Price Level Adjustments
One of the common questions/issues with export data is the fact that exports are reported in current dollar amounts (nominal) and typically not in real (inflation adjusted) dollar amounts or in physical quantities. As alluded to above regarding Agricultural Products, price level changes can play a large role in export changes, even if the quantity of exports has not changed. The graph below tries to adjust for some of the price level changes to get a sense of the real export levels in Oregon. Using national export price indexes by industry, one can control for price changes over time.
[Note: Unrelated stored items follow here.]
use std::hint::black_box;

use criterion::{criterion_group, criterion_main, BenchmarkId, Criterion, Throughput};
use rand::rngs::SmallRng;
use rand::{Rng, SeedableRng};

use pulse_xtab::lowess::{lowess, LowessOptions};

fn noisy_series(n: usize) -> (Vec<f64>, Vec<f64>) {
    let mut rng = SmallRng::seed_from_u64(11);
    let x: Vec<f64> = (1..=n).map(|week| week as f64).collect();
    let y = x
        .iter()
        .map(|week| 0.4 + 0.1 * (week / 8.0).sin() + rng.gen_range(-0.03..0.03))
        .collect();
    (x, y)
}

fn bench_lowess(c: &mut Criterion) {
    let mut group = c.benchmark_group("lowess");
    // Weekly series top out at a few dozen points; the larger sizes show scaling.
    for n in [20_usize, 60, 250, 1000] {
        let (x, y) = noisy_series(n);
        group.throughput(Throughput::Elements(n as u64));
        for (label, options) in [
            ("span 0.2", LowessOptions { frac: 0.2, iterations: 3 }),
            ("span 2/3", LowessOptions::default()),
        ] {
            group.bench_with_input(BenchmarkId::new(label, n), &n, |b, _| {
                b.iter(|| black_box(lowess(&x, &y, &options).unwrap()));
            });
        }
    }
    group.finish();
}

criterion_group!(benches, bench_lowess);
criterion_main!(benches);
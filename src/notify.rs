//! Trigger for the downstream site rebuild.

use std::time::Duration;

use log::info;
use serde::Serialize;

use crate::error::{PulseError, Result};
use crate::options::RetryOptions;
use crate::retry::with_retry;

/// Payload understood by the rebuild hook.
#[derive(Clone, Debug, PartialEq, Eq, Serialize)]
pub struct BuildRequest {
    pub event_type: String,
}

impl Default for BuildRequest {
    fn default() -> Self {
        Self {
            event_type: "webhook".to_string(),
        }
    }
}

/// Posts build requests to a fixed URL.
#[derive(Clone, Debug)]
pub struct BuildNotifier {
    url: String,
    client: reqwest::blocking::Client,
    retry: RetryOptions,
}

impl BuildNotifier {
    pub fn new(url: impl Into<String>, retry: RetryOptions) -> Result<Self> {
        let url = url.into();
        let client = reqwest::blocking::Client::builder()
            .timeout(Duration::from_secs(30))
            .build()
            .map_err(|err| PulseError::Http {
                url: url.clone(),
                reason: err.to_string(),
            })?;
        Ok(Self { url, client, retry })
    }

    pub fn url(&self) -> &str {
        &self.url
    }

    /// Sends one request, retrying transport errors and non-success statuses.
    pub fn send(&self, request: &BuildRequest) -> Result<u16> {
        let status = with_retry(&self.retry, "build request", |_| self.post(request)).map_err(
            |exhausted| PulseError::Http {
                url: self.url.clone(),
                reason: format!(
                    "{} after {} attempts",
                    exhausted.last, exhausted.attempts
                ),
            },
        )?;
        info!("build request accepted by {} with status {status}", self.url);
        Ok(status)
    }

    fn post(&self, request: &BuildRequest) -> Result<u16> {
        let http = |reason: String| PulseError::Http {
            url: self.url.clone(),
            reason,
        };
        let response = self
            .client
            .post(&self.url)
            .json(request)
            .send()
            .map_err(|err| http(err.to_string()))?;
        let status = response.status();
        if status.is_success() {
            Ok(status.as_u16())
        } else {
            Err(http(format!("status {status}")))
        }
    }
}

#[cfg(test)]
mod tests {
    use std::time::Duration;

    use super::*;

    #[test]
    fn payload_is_a_webhook_event() {
        let body = serde_json::to_string(&BuildRequest::default()).unwrap();
        assert_eq!(body, r#"{"event_type":"webhook"}"#);
    }

    #[test]
    fn unreachable_hook_is_an_http_error() {
        let retry = RetryOptions::default()
            .with_max_attempts(2)
            .with_initial_backoff(Duration::ZERO);
        let notifier = BuildNotifier::new("http://127.0.0.1:9/hook", retry).unwrap();
        let err = notifier.send(&BuildRequest::default()).unwrap_err();
        assert!(matches!(err, PulseError::Http { .. }));
    }
}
Price level data, especially historical data, is not available for all industries, so the graph below encompasses industries that data is available for and added together, account for about 80 percent of all Oregon exports. Overall, adjusting for price levels does not change the total export picture very much. The reason for this is Oregon exports are heavily dependent upon Computer and Electronic Products, which have experienced general price declines in the past decade (Harmonized System Code 85, for those interested in the price index), while most other products and industries have seen increases in prices. Combining the price declines in Oregon’s largest industry with gains in all other industries, leads to not much net change. With that being said, the difference in the two series in 2008 is primarily attributable to Agricultural Products, specifically grains.
Please note that the graph is monthly exports through May 2010 and not quarterly data as the previous graphs are and that the price adjusted dollar amounts are measured in May 2010 dollars.